Subject: Re: Return from nl_langinfo(CODESET)--any standard?
To: James K. Lowden <jklowden@schemamania.org>
From: Noriyuki Soda <soda@sra.co.jp>
List: tech-userlevel
Date: 01/26/2003 07:31:28
>>>>> On Sat, 25 Jan 2003 16:46:32 -0500,
"James K. Lowden" <jklowden@schemamania.org> said:
> So, is there any reason why our nl_langinfo() doesn't return an
> "official" name, such as one from
> http://www.iana.org/assignments/character-sets ?
Using IANA name as locale codeset name was once discussed on
bsd-locale mailing list. And I was one who opposed to it.
The reasons are:
1. Portable program shouldn't assume that an IANA charset name can be
usable as a locale codeset name. Only Linux supports it.
Rather, we should call an intermediate library function to convert
an IANA charset name to a locale codeset name.
So, permitting IANA charset name extends the bad coding style
influence...
2. Some MIME charsets include "_" or "." in its charset name.
But a locale codeset name shouldn't include such character to avoid
ambiguity to parse locale name. Note that all locale name should
have "language[_TERRITORY[.codeset]]" syntax.
3. As Klaus said, IANA charset name has many aliases for one charset.
So, using IANA charset name as a locale codeset name increases
complexisty of programs. Note that there are IANA charsets which
have multiple aliases without having any prefered MIME name.

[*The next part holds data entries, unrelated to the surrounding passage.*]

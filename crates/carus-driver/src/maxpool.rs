//! Max-pooling reduction over a register-resident matrix.
//!
//! The input matrix A lives in registers `v0..rows(A)`, one row per
//! register, row length `vl = cols(A)`. The pooled output R is produced in
//! registers `v16..16+rows(R)`. Per output row `i`, three phases:
//!
//! 1. **Column-wise max** — elementwise max of the `pool` consecutive input
//!    rows starting at `i * stride`, into a working vector.
//! 2. **Sliding row max** — elementwise max of the working vector with
//!    itself shifted left by `1..pool-1` lanes, so lane `k * stride` holds
//!    the max of the window starting at column `k * stride`.
//! 3. **Gather/compaction** — copy lane `k * stride` to lane `k`, packing
//!    the strided results contiguously. The hardware has no indirect vector
//!    addressing, so this is an explicit element loop; it runs
//!    unconditionally, for `stride == 1` included.
//!
//! The phases are pure reductions and shuffles — branch-free per element;
//! control flow only loops over `rows(R)`, `pool`, and `cols(R)`. All
//! preconditions are validated in [`PoolParams`] before launch; the phases
//! themselves have no recoverable error paths beyond register bounds.

use carus_chip::bank::OUTPUT_BLOCK_BASE;

use crate::bank::VectorRegisterBank;
use crate::error::{CarusError, Result};

/// Validated pooling parameters.
///
/// Same window size and stride on both axes. `pool >= 2` and exact output
/// dimensions are enforced at construction — the undefined firmware
/// behavior for degenerate windows and non-integral dimensions is rejected
/// here instead of mirrored.
#[derive(Debug, Clone, Copy, PartialEq, Eq)]
pub struct PoolParams {
    /// Pooling window edge length.
    pub pool: usize,
    /// Window stride on both axes.
    pub stride: usize,
    /// Output rows, `(rows(A) - pool) / stride + 1`.
    pub rows_r: usize,
    /// Output columns, `(cols(A) - pool) / stride + 1`.
    pub cols_r: usize,
}

impl PoolParams {
    /// Derive and validate parameters for an input matrix.
    ///
    /// # Errors
    ///
    /// Returns `Precondition` if `pool < 2`, `stride < 1`, the matrix is
    /// smaller than the window, or either output dimension is non-integral.
    pub fn for_input(rows_a: usize, cols_a: usize, pool: usize, stride: usize) -> Result<Self> {
        if pool < 2 {
            return Err(CarusError::precondition(format!(
                "pool size {pool} < 2"
            )));
        }
        if stride < 1 {
            return Err(CarusError::precondition("stride must be >= 1"));
        }
        if rows_a < pool || cols_a < pool {
            return Err(CarusError::precondition(format!(
                "{rows_a}x{cols_a} input smaller than {pool}x{pool} window"
            )));
        }
        if (rows_a - pool) % stride != 0 || (cols_a - pool) % stride != 0 {
            return Err(CarusError::precondition(format!(
                "output dimensions not integral for {rows_a}x{cols_a}, pool={pool}, stride={stride}"
            )));
        }
        Ok(Self {
            pool,
            stride,
            rows_r: (rows_a - pool) / stride + 1,
            cols_r: (cols_a - pool) / stride + 1,
        })
    }

    /// Reconstruct parameters from the four kernel argument slots.
    ///
    /// # Errors
    ///
    /// Returns `Precondition` under the same rules as [`Self::for_input`],
    /// with `cols(A)` taken from the configured vector length.
    pub fn from_args(args: [u32; 4], vl: usize) -> Result<Self> {
        let [pool, stride, rows_r, cols_r] = args.map(|a| a as usize);
        if rows_r == 0 || cols_r == 0 {
            return Err(CarusError::precondition("output dimensions must be non-zero"));
        }
        let rows_a = (rows_r - 1)
            .checked_mul(stride)
            .and_then(|v| v.checked_add(pool))
            .ok_or_else(|| CarusError::precondition("input row count overflows"))?;
        let derived = Self::for_input(rows_a, vl, pool, stride)?;
        if derived.cols_r != cols_r {
            return Err(CarusError::precondition(format!(
                "declared cols(R)={cols_r} does not match vl={vl} (expected {})",
                derived.cols_r
            )));
        }
        Ok(derived)
    }

    /// Input rows implied by the parameters.
    #[must_use]
    pub const fn input_rows(&self) -> usize {
        (self.rows_r - 1) * self.stride + self.pool
    }

    /// Check that input and output blocks fit the bank and stay disjoint.
    ///
    /// # Errors
    ///
    /// Returns `Precondition` if the input block would overlap the output
    /// block or the output block would run past the bank.
    pub fn check_register_occupancy(&self, vreg_count: usize) -> Result<()> {
        if self.input_rows() > OUTPUT_BLOCK_BASE {
            return Err(CarusError::precondition(format!(
                "{} input rows overlap the output block at v{OUTPUT_BLOCK_BASE}",
                self.input_rows()
            )));
        }
        if OUTPUT_BLOCK_BASE + self.rows_r > vreg_count {
            return Err(CarusError::precondition(format!(
                "{} output rows exceed the register bank",
                self.rows_r
            )));
        }
        Ok(())
    }
}

/// Phase 1: elementwise max of `pool` consecutive rows starting at
/// `first_row`.
pub fn column_max(
    bank: &VectorRegisterBank,
    first_row: usize,
    pool: usize,
) -> Result<Vec<i32>> {
    let mut acc = bank.reg(first_row)?.to_vec();
    for di in 1..pool {
        for (lane, &v) in acc.iter_mut().zip(bank.reg(first_row + di)?) {
            *lane = (*lane).max(v);
        }
    }
    Ok(acc)
}

/// Phase 2: sliding max of a row with itself shifted left by `1..pool-1`.
///
/// Each shift compares against the original vector, so lane `k` ends up
/// holding `max(row[k..k+pool])` wherever the full window fits.
pub fn sliding_row_max(row: &[i32], pool: usize) -> Vec<i32> {
    let mut acc = row.to_vec();
    for shift in 1..pool {
        for k in 0..row.len().saturating_sub(shift) {
            acc[k] = acc[k].max(row[k + shift]);
        }
    }
    acc
}

/// Phase 3: pack lanes `0, stride, 2*stride, ..` contiguously.
///
/// Lane 0 is already in place; lanes `1..cols_r` gather from `k * stride`.
pub fn compact_strided(row: &[i32], stride: usize, cols_r: usize) -> Vec<i32> {
    (0..cols_r).map(|k| row[k * stride]).collect()
}

/// Run the full reduction, writing `rows(R)` packed rows into the output
/// block at `v16`.
///
/// # Errors
///
/// Returns `Precondition` if the parameters do not fit the bank; the
/// caller is expected to have validated them before launch.
pub fn run(bank: &mut VectorRegisterBank, p: &PoolParams) -> Result<()> {
    p.check_register_occupancy(bank.vreg_count())?;
    for i in 0..p.rows_r {
        let working = column_max(bank, i * p.stride, p.pool)?;
        let slid = sliding_row_max(&working, p.pool);
        let packed = compact_strided(&slid, p.stride, p.cols_r);
        bank.write_reg(OUTPUT_BLOCK_BASE + i, &packed)?;
    }
    Ok(())
}
//! Simulated vector register bank.
//!
//! One bank per execution instance: an addressable ordered sequence of
//! fixed-count vector registers, each `vl` elements long. Lanes are stored
//! widened to `i32`; the declared element width and sign are applied at the
//! data-channel boundary (see [`crate::channel`]), so in-register
//! comparisons behave exactly as the configured type demands.
//!
//! Register indices outside `[0, vreg_count)` are rejected — never
//! silently wrapped or truncated.

use crate::error::{CarusError, Result};

/// Vector register bank of one NM-Carus instance.
#[derive(Debug, Clone)]
pub struct VectorRegisterBank {
    vl: usize,
    regs: Vec<Vec<i32>>,
}

impl VectorRegisterBank {
    /// Create a zeroed bank of `vreg_count` registers, `vl` elements each.
    #[must_use]
    pub fn new(vreg_count: usize, vl: usize) -> Self {
        Self {
            vl,
            regs: vec![vec![0; vl]; vreg_count],
        }
    }

    /// Effective vector length in elements.
    #[must_use]
    pub const fn vl(&self) -> usize {
        self.vl
    }

    /// Number of registers in the bank.
    #[must_use]
    pub fn vreg_count(&self) -> usize {
        self.regs.len()
    }

    fn check_index(&self, index: usize) -> Result<()> {
        if index >= self.regs.len() {
            return Err(CarusError::precondition(format!(
                "vector register v{index} out of range (bank has {})",
                self.regs.len()
            )));
        }
        Ok(())
    }

    /// Borrow register `index`.
    ///
    /// # Errors
    ///
    /// Returns `Precondition` if `index` is outside the bank.
    pub fn reg(&self, index: usize) -> Result<&[i32]> {
        self.check_index(index)?;
        Ok(&self.regs[index])
    }

    /// Overwrite register `index` with `lanes` (padded with zeros to `vl`).
    ///
    /// # Errors
    ///
    /// Returns `Precondition` if `index` is outside the bank or `lanes`
    /// is longer than `vl`.
    pub fn write_reg(&mut self, index: usize, lanes: &[i32]) -> Result<()> {
        self.check_index(index)?;
        if lanes.len() > self.vl {
            return Err(CarusError::precondition(format!(
                "register write of {} lanes exceeds vl={}",
                lanes.len(),
                self.vl
            )));
        }
        self.regs[index][..lanes.len()].copy_from_slice(lanes);
        self.regs[index][lanes.len()..].fill(0);
        Ok(())
    }

    /// Read `count` lanes starting at flat element `offset`.
    ///
    /// Flat addressing treats the bank as `vreg_count * vl` consecutive
    /// lanes: register `offset / vl`, lane `offset % vl`.
    ///
    /// # Errors
    ///
    /// Returns `Transfer` if the range runs past the end of the bank.
    pub fn read_lanes(&self, offset: usize, count: usize) -> Result<Vec<i32>> {
        self.check_range(offset, count)?;
        let mut out = Vec::with_capacity(count);
        for i in offset..offset + count {
            out.push(self.regs[i / self.vl][i % self.vl]);
        }
        Ok(out)
    }

    /// Write `lanes` starting at flat element `offset`.
    ///
    /// # Errors
    ///
    /// Returns `Transfer` if the range runs past the end of the bank.
    pub fn write_lanes(&mut self, offset: usize, lanes: &[i32]) -> Result<()> {
        self.check_range(offset, lanes.len())?;
        for (i, &lane) in lanes.iter().enumerate() {
            let at = offset + i;
            self.regs[at / self.vl][at % self.vl] = lane;
        }
        Ok(())
    }

    fn check_range(&self, offset: usize, count: usize) -> Result<()> {
        let capacity = self.regs.len() * self.vl;
        if self.vl == 0 || offset + count > capacity {
            return Err(CarusError::transfer(format!(
                "lane range {offset}..{} exceeds bank capacity {capacity}",
                offset + count
            )));
        }
        Ok(())
    }
}
//! High-level max-pooling offload.
//!
//! Wraps one full configure → stage → launch → wait → retrieve cycle for a
//! row-major host matrix, with transfer and execution metrics. Shapes and
//! timeouts are derived from the pooling parameters — nothing is assumed
//! about the deployment beyond its reported capabilities.

use bytes::{Bytes, BytesMut};
use carus_chip::bank::OUTPUT_BLOCK_BASE;
use carus_chip::kernels::KernelId;
use carus_chip::vtype::ElemType;
use std::time::{Duration, Instant};
use tracing::{debug, info};

use crate::error::{CarusError, Result};
use crate::maxpool::PoolParams;
use crate::offload::CarusDevice;

/// Configuration for one max-pooling offload.
#[derive(Debug, Clone, Copy)]
pub struct MaxPoolConfig {
    /// Validated pooling parameters.
    pub params: PoolParams,
    /// Input columns — becomes the vector length.
    pub cols_a: usize,
    /// Element type of the host matrix.
    pub elem: ElemType,
    /// Treat sub-word elements as signed when staging.
    pub sign_extend: bool,
    /// Bound for `wait_done`.
    pub timeout: Duration,
}

impl MaxPoolConfig {
    /// Derive a configuration from the input shape and window.
    ///
    /// # Errors
    ///
    /// Returns `Precondition` for a degenerate window or non-integral
    /// output dimensions.
    pub fn new(
        rows_a: usize,
        cols_a: usize,
        pool: usize,
        stride: usize,
        elem: ElemType,
    ) -> Result<Self> {
        let params = PoolParams::for_input(rows_a, cols_a, pool, stride)?;
        let timeout = estimate_timeout(rows_a * cols_a * elem.width_bytes());
        debug!(
            "maxpool config: {rows_a}x{cols_a} pool={pool} stride={stride} -> {}x{}, timeout {timeout:?}",
            params.rows_r, params.cols_r
        );
        Ok(Self {
            params,
            cols_a,
            elem,
            sign_extend: true,
            timeout,
        })
    }

    /// Input size in bytes.
    #[must_use]
    pub const fn input_size_bytes(&self) -> usize {
        self.params.input_rows() * self.cols_a * self.elem.width_bytes()
    }

    /// Output size in bytes.
    #[must_use]
    pub const fn output_size_bytes(&self) -> usize {
        self.params.rows_r * self.params.cols_r * self.elem.width_bytes()
    }
}

/// Max-pooling offload executor.
#[derive(Debug)]
pub struct MaxPoolExecutor {
    config: MaxPoolConfig,
}

impl MaxPoolExecutor {
    /// Create an executor for one configuration.
    #[must_use]
    pub const fn new(config: MaxPoolConfig) -> Self {
        Self { config }
    }

    /// The configuration in use.
    #[must_use]
    pub const fn config(&self) -> &MaxPoolConfig {
        &self.config
    }

    /// Run one offload cycle on `slot` of `device`.
    ///
    /// `input` is the row-major matrix A, packed at the configured element
    /// width.
    ///
    /// # Errors
    ///
    /// Returns error if the input size disagrees with the configuration,
    /// the effective vector length is shorter than a matrix row, or any
    /// protocol step fails.
    pub fn run(&self, device: &mut CarusDevice, slot: usize, input: &[u8]) -> Result<MaxPoolResult> {
        let cfg = &self.config;
        if input.len() != cfg.input_size_bytes() {
            return Err(CarusError::transfer(format!(
                "input size mismatch: got {} bytes, expected {}",
                input.len(),
                cfg.input_size_bytes()
            )));
        }

        let start = Instant::now();
        let p = cfg.params;

        let effective_vl =
            device.configure(slot, KernelId::MaxPool, cfg.cols_a, cfg.elem, 0)?;
        if effective_vl < cfg.cols_a {
            return Err(CarusError::configuration(format!(
                "effective vl {effective_vl} shorter than matrix row ({})",
                cfg.cols_a
            )));
        }
        device.set_args(
            slot,
            [
                p.pool as u32,
                p.stride as u32,
                p.rows_r as u32,
                p.cols_r as u32,
            ],
        )?;

        // Rows are register-contiguous when vl == cols(A): one move covers
        // the whole input block.
        let stage_start = Instant::now();
        let elem_count = p.input_rows() * cfg.cols_a;
        device.stage_operand(slot, input, elem_count, 0, cfg.sign_extend)?;
        let stage_duration = stage_start.elapsed();

        device.launch(slot)?;
        let execute_duration = device.wait_done(slot, cfg.timeout)?;

        let retrieve_start = Instant::now();
        let mut output = BytesMut::with_capacity(cfg.output_size_bytes());
        for i in 0..p.rows_r {
            let row =
                device.retrieve_result(slot, p.cols_r, (OUTPUT_BLOCK_BASE + i) * effective_vl)?;
            output.extend_from_slice(&row);
        }
        let retrieve_duration = retrieve_start.elapsed();

        let total_duration = start.elapsed();
        info!(
            "maxpool complete: {}x{} -> {}x{} in {total_duration:?}",
            p.input_rows(),
            cfg.cols_a,
            p.rows_r,
            p.cols_r
        );

        Ok(MaxPoolResult {
            output: output.freeze(),
            rows: p.rows_r,
            cols: p.cols_r,
            stage_duration,
            execute_duration,
            retrieve_duration,
            total_duration,
        })
    }
}

/// Result of one max-pooling offload.
#[derive(Debug, Clone)]
pub struct MaxPoolResult {
    /// Row-major pooled matrix R, packed at the configured element width.
    pub output: Bytes,
    /// Output rows.
    pub rows: usize,
    /// Output columns.
    pub cols: usize,
    /// Operand staging duration.
    pub stage_duration: Duration,
    /// Launch-to-completion duration.
    pub execute_duration: Duration,
    /// Result retrieval duration.
    pub retrieve_duration: Duration,
    /// Whole-cycle duration.
    pub total_duration: Duration,
}

impl MaxPoolResult {
    /// Whole-cycle latency in microseconds.
    #[must_use]
    pub fn latency_us(&self) -> f64 {
        self.total_duration.as_secs_f64() * 1_000_000.0
    }
}

/// Estimate a wait bound from the input size: 100ms base plus 1ms per KiB.
const fn estimate_timeout(input_size_bytes: usize) -> Duration {
    Duration::from_millis(100 + (input_size_bytes / 1024) as u64)
}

4. It's ugry to support a locale name like
ja_JP.Extended_UNIX_Code_Packed_Format_for_Japanese
But, please note apparently we should support MIME and IANA name
at some levels. What I objected was only to use the IANA name as
codeset name in our locale library.
Probably we should have a library function to to support the converion
between IANA charset names and supported codeset name.
> I'd be very interested to hear what's happening with NetBSD's locale
> support. I have a direct interest: I maintain a database library in which
> we're improving our locale support, and I can't set up an ISO-8859-15
> environment on my favorite operating system.
Hmm. Is there any problem other than the GNU iconv thing
(and lacking of intree iconv(3) and working strcoll(3)/strxfrm(3))?
--
soda